The Merry Men

Page 72

'And yet you have lived in the world,' she said; after a pause, 'you are a man and wise; and I am but a child. Forgive me, if I seem to teach, who am as ignorant as the trees of the mountain; but those who learn much do but skim the face of knowledge; they seize the laws, they conceive the dignity of the design - the horror of the living fact fades from their memory. It is we who sit at home with evil who remember, I think, and are warned and pity. Go, rather, go now, and keep me in mind. So I shall have a life in the cherished places of your memory: a life as much my own, as that which I lead in this body.'

'I love you,' I said once more; and reaching out my weak hand, took hers, and carried it to my lips, and kissed it. Nor did she resist, but winced a little; and I could see her look upon me with a frown that was not unkindly, only sad and baffled. And then it seemed she made a call upon her resolution; plucked my hand towards her, herself at the same time leaning somewhat forward, and laid it on the beating of her heart. 'There,' she cried, 'you feel the very footfall of my life. It only moves for you; it is yours. But is it even mine? It is mine indeed to offer you, as I might take the coin from my neck, as I might break a live branch from a tree, and give it you. And yet not mine! I dwell, or I think I dwell (if I exist at all), somewhere apart, an impotent prisoner, and carried about and deafened by a mob that I disown. This capsule, such as throbs against the sides of animals, knows you at a touch for its master; ay, it loves you! But my soul, does my soul? I think not; I know not, fearing to ask. Yet when you spoke to me your words were of the soul; it is of the soul that you ask - it is only from the soul that you would take me.'

'Olalla,' I said, 'the soul and the body are one, and mostly so in love. What the body chooses, the soul loves; where the body clings, the soul cleaves; body for body, soul to soul, they come together at God's signal; and the lower part (if we can call aught low) is only the footstool and foundation of the highest.'

'Have you,' she said, 'seen the portraits in the house of my fathers? Have you looked at my mother or at Felipe? Have your eyes never rested on that picture that hangs by your bed? She who sat for it died ages ago; and she did evil in her life. But, look- again: there is my hand to the least line, there are my eyes and my hair. What is mine, then, and what am I? If not a curve in this poor body of mine (which you love, and for the sake of which you dotingly dream that you love me) not a gesture that I can frame, not a tone of my voice, not any look from my eyes, no, not even now when I speak to him I love, but has belonged to others? Others, ages dead, have wooed other men with my eyes; other men have heard the pleading of the same voice that now sounds in your ears. The hands of the dead are in my bosom; they move me, they pluck me, they guide me; I am a puppet at their command; and I but reinform features and attributes that have long been laid aside from evil in the quiet of the grave. Is it me you love, friend? or the race that made me?

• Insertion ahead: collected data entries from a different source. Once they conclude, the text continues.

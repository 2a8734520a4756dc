//! Baseline HTML generator
//!
//! Produces the generic, node-agnostic HTML for a document. Kinds that need
//! richer static output are emitted as marked placeholder elements which the
//! transforms in [`crate::transforms`] rewrite afterwards.

use crate::dom::{HtmlElement, HtmlNode};
use crate::error::ExportError;
use cyclenotes_document::{markers, Document, ListType, Node, NodeKind, TextFormat, TextRun};

/// Generate baseline HTML for every top-level block
pub fn generate(document: &Document) -> Result<Vec<HtmlNode>, ExportError> {
    document
        .children()
        .iter()
        .map(|node| generate_node(node, false))
        .collect()
}

fn generate_node(node: &Node, in_list: bool) -> Result<HtmlNode, ExportError> {
    let element = match &node.kind {
        NodeKind::Paragraph { children } => {
            let el = HtmlElement::new("p");
            if children.is_empty() {
                el.with_child(HtmlElement::new("br"))
            } else {
                el.with_children(generate_children(children, false)?)
            }
        }

        NodeKind::Heading { tag, children } => {
            HtmlElement::new(tag.as_str()).with_children(generate_children(children, false)?)
        }

        NodeKind::List {
            list_type,
            start,
            children,
        } => {
            let mut el = match list_type {
                ListType::Number => HtmlElement::new("ol"),
                ListType::Bullet => HtmlElement::new("ul"),
                ListType::Check => HtmlElement::new("ul").with_class("notes-checklist"),
            };
            if *list_type == ListType::Number && *start != 1 {
                el.set_attr("start", start.to_string());
            }
            el.with_children(generate_children(children, true)?)
        }

        NodeKind::ListItem {
            value,
            checked,
            children,
        } => {
            let mut el = HtmlElement::new("li").with_attr("value", value.to_string());
            if let Some(checked) = checked {
                el.set_attr("role", "checkbox");
                el.set_attr("aria-checked", checked.to_string());
                el.set_attr(markers::CHECKLIST, "true");
            }
            el.with_children(generate_children(children, false)?)
        }

        NodeKind::ChecklistItem { checked, children } => {
            HtmlElement::new(if in_list { "li" } else { "div" })
                .with_class(markers::CHECKLIST_ITEM_CLASS)
                .with_attr("role", "checkbox")
                .with_attr("aria-checked", checked.to_string())
                .with_attr(markers::CHECKLIST, "true")
                .with_children(generate_children(children, false)?)
        }

        NodeKind::Quote { children } => HtmlElement::new("blockquote")
            .with_attr(markers::QUOTE, "true")
            .with_children(generate_children(children, false)?),

        NodeKind::Text(run) => return Ok(generate_text(run)),

        NodeKind::LineBreak => HtmlElement::new("br"),

        NodeKind::Mention { mention_name } => HtmlElement::new("span")
            .with_attr(markers::MENTION, "true")
            .with_attr(markers::MENTION_NAME, mention_name.as_str())
            .with_text(mention_name.as_str()),

        NodeKind::Hashtag { tag } => HtmlElement::new("span")
            .with_class(markers::HASHTAG_CLASS)
            .with_attr(markers::HASHTAG, tag.as_str())
            .with_text(format!("#{}", tag)),

        NodeKind::DateTime(value) => {
            let mut el = HtmlElement::new("span").with_attr(markers::DATETIME, value.raw.as_str());
            if let Some(iso) = value.resolved_iso() {
                el.set_attr(markers::DATETIME_RESOLVED, iso);
            }
            el.with_text(value.raw.as_str())
        }

        NodeKind::Poll(poll) => {
            let options = serde_json::to_string(&poll.options)
                .map_err(|err| ExportError::Generation(format!("poll options: {}", err)))?;
            HtmlElement::new("span")
                .with_attr(markers::POLL_QUESTION, poll.question.as_str())
                .with_attr(markers::POLL_OPTIONS, options)
        }

        NodeKind::YouTube { video_id } => HtmlElement::new("iframe")
            .with_attr(markers::YOUTUBE, video_id.as_str())
            .with_attr("width", "560")
            .with_attr("height", "315")
            .with_attr(
                "src",
                format!("https://www.youtube-nocookie.com/embed/{}", video_id),
            )
            .with_attr("frameborder", "0")
            .with_attr(
                "allow",
                "accelerometer; encrypted-media; gyroscope; picture-in-picture",
            )
            .with_attr("allowfullscreen", "true")
            .with_attr("title", "YouTube video"),

        // No HTML form; the embedded JSON keeps it
        NodeKind::Opaque { type_name, .. } => {
            HtmlElement::new("div").with_attr(markers::OPAQUE, type_name.as_str())
        }
    };

    Ok(HtmlNode::Element(element))
}

fn generate_children(children: &[Node], in_list: bool) -> Result<Vec<HtmlNode>, ExportError> {
    children
        .iter()
        .map(|child| generate_node(child, in_list))
        .collect()
}

/// Text runs nest format tags innermost-first: code, s, u, em, strong
fn generate_text(run: &TextRun) -> HtmlNode {
    let mut node = HtmlNode::text(run.text.as_str());

    let wrappers = [
        (TextFormat::CODE, "code"),
        (TextFormat::STRIKETHROUGH, "s"),
        (TextFormat::UNDERLINE, "u"),
        (TextFormat::ITALIC, "em"),
        (TextFormat::BOLD, "strong"),
    ];
    for (flag, tag) in wrappers {
        if run.format.contains(flag) {
            node = HtmlElement::new(tag).with_child(node).into();
        }
    }

    if !run.style.is_empty() {
        node = HtmlElement::new("span")
            .with_attr("style", run.style.to_css())
            .with_child(node)
            .into();
    }

    node
}
use crate::commands::read_payload;
use crate::config::Config;
use anyhow::Result;
use clap::Args;
use colored::Colorize;
use cyclenotes_document::{serialize, serialize_pretty};
use cyclenotes_editor::resolve as resolve_payload;

#[derive(Debug, Args)]
pub struct ResolveArgs {
    /// Stored note payload (`-` for stdin)
    pub input: String,

    /// Print only the canonical JSON
    #[arg(short, long)]
    pub quiet: bool,
}

pub fn resolve(args: ResolveArgs, cwd: &str) -> Result<()> {
    let config = Config::load(cwd)?;
    let raw = read_payload(&args.input, cwd)?;

    let state = resolve_payload(&raw, &config.resolve_options());
    let json = if config.pretty {
        serialize_pretty(&state.document)?
    } else {
        serialize(&state.document)?
    };

    if !args.quiet {
        eprintln!(
            "{} {} ({} blocks)",
            "Resolved".bright_blue().bold(),
            state.source.to_string().bright_white(),
            state.document.len()
        );
    }
    println!("{}", json);

    Ok(())
}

The girl who does not know and cannot answer for the least portion of herself? or the stream of which she is a transitory eddy, the tree of which she is the passing fruit? The race exists; it is old, it is ever young, it carries its eternal destiny in its bosom; upon it, like waves upon the sea, individual succeeds to individual, mocked with a semblance of self-control, but they are nothing. We speak of the soul, but the soul is in the race.'

'You fret against the common law,' I said. 'You rebel against the voice of God, which he has made so winning to convince, so imperious to command. Hear it, and how it speaks between us! Your hand clings to mine, your heart leaps at my touch, the unknown elements of which we are compounded awake and run together at a look; the clay of the earth remembers its independent life and yearns to join us; we are drawn together as the stars are turned about in space, or as the tides ebb and flow, by things older and greater than we ourselves.'

'Alas!' she said, 'what can I say to you? My fathers, eight hundred years ago, ruled all this province: they were wise, great, cunning, and cruel; they were a picked race of the Spanish; their flags led in war; the king called them his cousin; the people, when the rope was slung for them or when they returned and found their hovels smoking, blasphemed their name.